I'm up early again - partly because my brother wakes me to say goodbye as he heads off to work at something ridiculous like 6am (teachers really do have it tough, don't they?) and partly because the sun warms this room so efficiently as soon as it rises. I can't be bothered getting up quite yet, especially as my train back to London doesn't leave until 11.30, so I read for a while and flick the laptop on to read various blogs and catch up with the football news. It seems we won again on Saturday (2-0 v Stoke City) and I'm so unsurprised that I'm in danger of getting bored of the efficacy of my own team. That can't be good. Maybe we need to lose a couple on the bounce now to keep things interesting.

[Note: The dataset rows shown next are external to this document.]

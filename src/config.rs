// Process configuration assembled from environment variables

use thiserror::Error;

use crate::catalog::CatalogConfig;
use crate::directory::DirectoryConfig;
use crate::holdings::HoldingsConfig;

pub const DEFAULT_LOG_LEVEL: &str = "info";

#[derive(Error, Debug, Clone, PartialEq)]
pub enum ConfigError {
    #[error("Missing required environment variable: {0}")]
    MissingVar(&'static str),

    #[error("Invalid value for {name}: {value}")]
    InvalidValue { name: &'static str, value: String },
}

#[derive(Debug, Clone, PartialEq)]
pub struct AppConfig {
    pub catalog: CatalogConfig,
    pub holdings: HoldingsConfig,
    pub directory: DirectoryConfig,
    pub log_level: String,
}

impl Default for AppConfig {
    fn default() -> Self {
        Self {
            catalog: CatalogConfig::default(),
            holdings: HoldingsConfig::default(),
            directory: DirectoryConfig::default(),
            log_level: DEFAULT_LOG_LEVEL.to_string(),
        }
    }
}

impl AppConfig {
    pub fn from_env() -> Result<Self, ConfigError> {
        Self::from_lookup(|name| std::env::var(name).ok())
    }

    /// Builds the config from any variable source. Keys are required, base
    /// URLs fall back to the public endpoints except for the directory.
    pub fn from_lookup<F>(lookup: F) -> Result<Self, ConfigError>
    where
        F: Fn(&str) -> Option<String>,
    {
        let get = |name: &str| lookup(name).map(|v| v.trim().to_string()).filter(|v| !v.is_empty());
        let require = |name: &'static str| get(name).ok_or(ConfigError::MissingVar(name));

        let mut config = AppConfig::default();

        config.catalog.ttb_key = require("ALADDIN_API_KEY")?;
        if let Some(base_url) = get("ALADDIN_API_BASE_URL") {
            config.catalog.gateway.base_url = base_url;
        }

        config.holdings.auth_key = require("LIBRARY_API_KEY")?;
        if let Some(base_url) = get("LIBRARY_API_BASE_URL") {
            config.holdings.gateway.base_url = base_url;
        }
        if let Some(region) = get("LIBRARY_API_REGION") {
            config.holdings.region = region.parse().map_err(|_| ConfigError::InvalidValue {
                name: "LIBRARY_API_REGION",
                value: region,
            })?;
        }

        config.directory.gateway.base_url = require("SUPABASE_URL")?;
        config.directory.api_key = require("SUPABASE_ANON_KEY")?;

        if let Some(level) = get("LOG_LEVEL") {
            config.log_level = level;
        }

        Ok(config)
    }
}

#[cfg(test)]
mod tests {
    use super::*;
    use std::collections::HashMap;

    fn vars(pairs: &[(&str, &str)]) -> HashMap<String, String> {
        pairs
            .iter()
            .map(|(k, v)| (k.to_string(), v.to_string()))
            .collect()
    }

    fn required() -> Vec<(&'static str, &'static str)> {
        vec![
            ("ALADDIN_API_KEY", "ttb-key"),
            ("LIBRARY_API_KEY", "auth-key"),
            ("SUPABASE_URL", "https://project.supabase.co"),
            ("SUPABASE_ANON_KEY", "anon"),
        ]
    }

    #[test]
    fn test_defaults_fill_optional_values() {
        let env = vars(&required());
        let config = AppConfig::from_lookup(|name| env.get(name).cloned()).unwrap();

        assert_eq!(config.catalog.ttb_key, "ttb-key");
        assert_eq!(config.catalog.gateway.base_url, "http://www.aladin.co.kr/ttb/api");
        assert_eq!(config.catalog.gateway.timeout_ms, 15_000);
        assert_eq!(config.holdings.gateway.base_url, "http://data4library.kr/api");
        assert_eq!(config.holdings.region, 11);
        assert_eq!(config.directory.gateway.base_url, "https://project.supabase.co");
        assert_eq!(config.directory.api_key, "anon");
        assert_eq!(config.log_level, "info");
    }

    #[test]
    fn test_overrides() {
        let mut pairs = required();
        pairs.push(("ALADDIN_API_BASE_URL", "http://localhost:9000/ttb"));
        pairs.push(("LIBRARY_API_REGION", "21"));
        pairs.push(("LOG_LEVEL", "debug"));
        let env = vars(&pairs);

        let config = AppConfig::from_lookup(|name| env.get(name).cloned()).unwrap();

        assert_eq!(config.catalog.gateway.base_url, "http://localhost:9000/ttb");
        assert_eq!(config.holdings.region, 21);
        assert_eq!(config.log_level, "debug");
    }

    #[test]
    fn test_missing_and_blank_keys() {
        let env = vars(&[("ALADDIN_API_KEY", "  "), ("LIBRARY_API_KEY", "auth-key")]);
        let err = AppConfig::from_lookup(|name| env.get(name).cloned()).unwrap_err();
        assert_eq!(err, ConfigError::MissingVar("ALADDIN_API_KEY"));

        let env = vars(&[("ALADDIN_API_KEY", "k"), ("LIBRARY_API_KEY", "k")]);
        let err = AppConfig::from_lookup(|name| env.get(name).cloned()).unwrap_err();
        assert_eq!(
            err.to_string(),
            "Missing required environment variable: SUPABASE_URL"
        );
    }

    #[test]
    fn test_bad_region() {
        let mut pairs = required();
        pairs.push(("LIBRARY_API_REGION", "seoul"));
        let env = vars(&pairs);

        let err = AppConfig::from_lookup(|name| env.get(name).cloned()).unwrap_err();
        assert!(matches!(err, ConfigError::InvalidValue { name: "LIBRARY_API_REGION", .. }));
    }
}
// Optimal library set engine and the book search surface around it

pub mod api;
pub mod book_search;
pub mod catalog;
pub mod config;
pub mod directory;
pub mod engine;
pub mod gateway;
pub mod holdings;
pub mod index;
pub mod lookup;
pub mod search;

// Re-export key types for convenience
pub use api::{ApiReply, ApiResponse};
pub use book_search::{BookSearchOptions, BookSearchResult, BookSearchService};
pub use catalog::{AladdinCatalog, BookCatalog, BookMetadata};
pub use config::{AppConfig, ConfigError};
pub use directory::{
    InMemoryLibraryDirectory, Library, LibraryCode, LibraryDirectory, RestLibraryDirectory,
};
pub use engine::{OptimalLibraryEngine, OptimalLibraryResponse, OptimalSetError};
pub use gateway::{ExternalGateway, GatewayConfig, GatewayError, RetryConfig};
pub use holdings::{Data4LibraryHoldings, HoldingLibrary, LibraryHoldings};
pub use lookup::Lookup;
pub use search::{find_optimal_sets, OptimalLibrarySet};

I finally get my act together at about 9 and tidy up the fold-out bed before saying goodbye to my brother's girlfriend and wandering down the stairs towards the Meadows. It's a beautiful morning and I've got quite a bit of time to kill, so I take my time and stroll through the city reflecting on what an amazing place it is and all the different things it's meant to me over the years. Up to the age of 18 it was the city where my grandfather lived and we'd visit him in his flat most years, going out to the swings in the Meadows in the summer, the Tattoo at festival time and the pantomime at Christmas. The smell of the brewery takes me back there every time it wafts across my path (and it's sad that, apparently, it's not going to be around much longer).
Then, when my Grandpa died, I had fallen in love with Edinburgh properly and promptly applied for university here, which I started in 2003. The course wasn't the right choice, alas, but I spent a formative 9 months living here - in a terrible flat surrounded by OK people but doing some exciting things from time to time. Now, 6 years after I moved away, Edinburgh is just the place where my brother lives and where the festival happens - and while every location has some strange memory from either my childhood or early adulthood, it all seems oddly distant and unreal, like it was someone else who'd been here before.
I walk along George IV Bridge and get a sausage sandwich for breakfast from a cafe, sitting on a bench at the top of Victoria Street to eat it. I really do have a lot of time to kill - so I dawdle down Cockburn Street towards Rose Street to go to Fopp, with a vague plan to get my stepdad a birthday present. Given that it's a bank holiday in England, I know I'll also need to post it before I go - so I get the present and detour to WHSmith to get a jiffy bag and stamps before posting it in the station. Rather pleased with my efficient present-work, I head to the train platform with half an hour to spare and sit waiting patiently where my carriage is due to stop. It's clear, even this early, that the train will be busy - as is to be expected with hundreds of performers no doubt returning to London today - but secure in the knowledge that I have my seat booked I refuse to be panicked about the potential sardine-can nature of the journey.
I take my seat and the train leaves on time - meaning I can get the laptop set up and blog my last few days. I soon get tired of typing, however, and decide to put a film on to watch. I only have a couple on the hard drive but I load up Superbad as it's always watchable and is surprisingly long for a comedy movie. I do find myself fast forwarding the slightly visually rude bits though, mainly to avoid offending the sensibilities of the old lady sat next to me (particularly as she appears to be reading some sort of religious scripture).
We arrive into Kings Cross shortly after 4pm and I scramble through the busy bank holiday tube system to get home in good time. I'm back by 5 and, feeling that it's a slightly weird time for both of us to be home together, K and I decide to go for a walk. We stroll up towards Priory Park and up to Park Road, before heading back along the Broadway via Tesco to grab a bottle of wine to have with dinner. Back at home - already feeling rather tired by this point - K puts together an amazing dinner of chicken fajitas, and after a couple of glasses of wine I'm totally ready for bed. Unfortunately it's only 9pm, so we put on the DVD of the Battlestar Galactica mini-series I stole from my brother's house (expecting little but finding it rather entertaining) and finally submit to exhaustion somewhere around the second hour.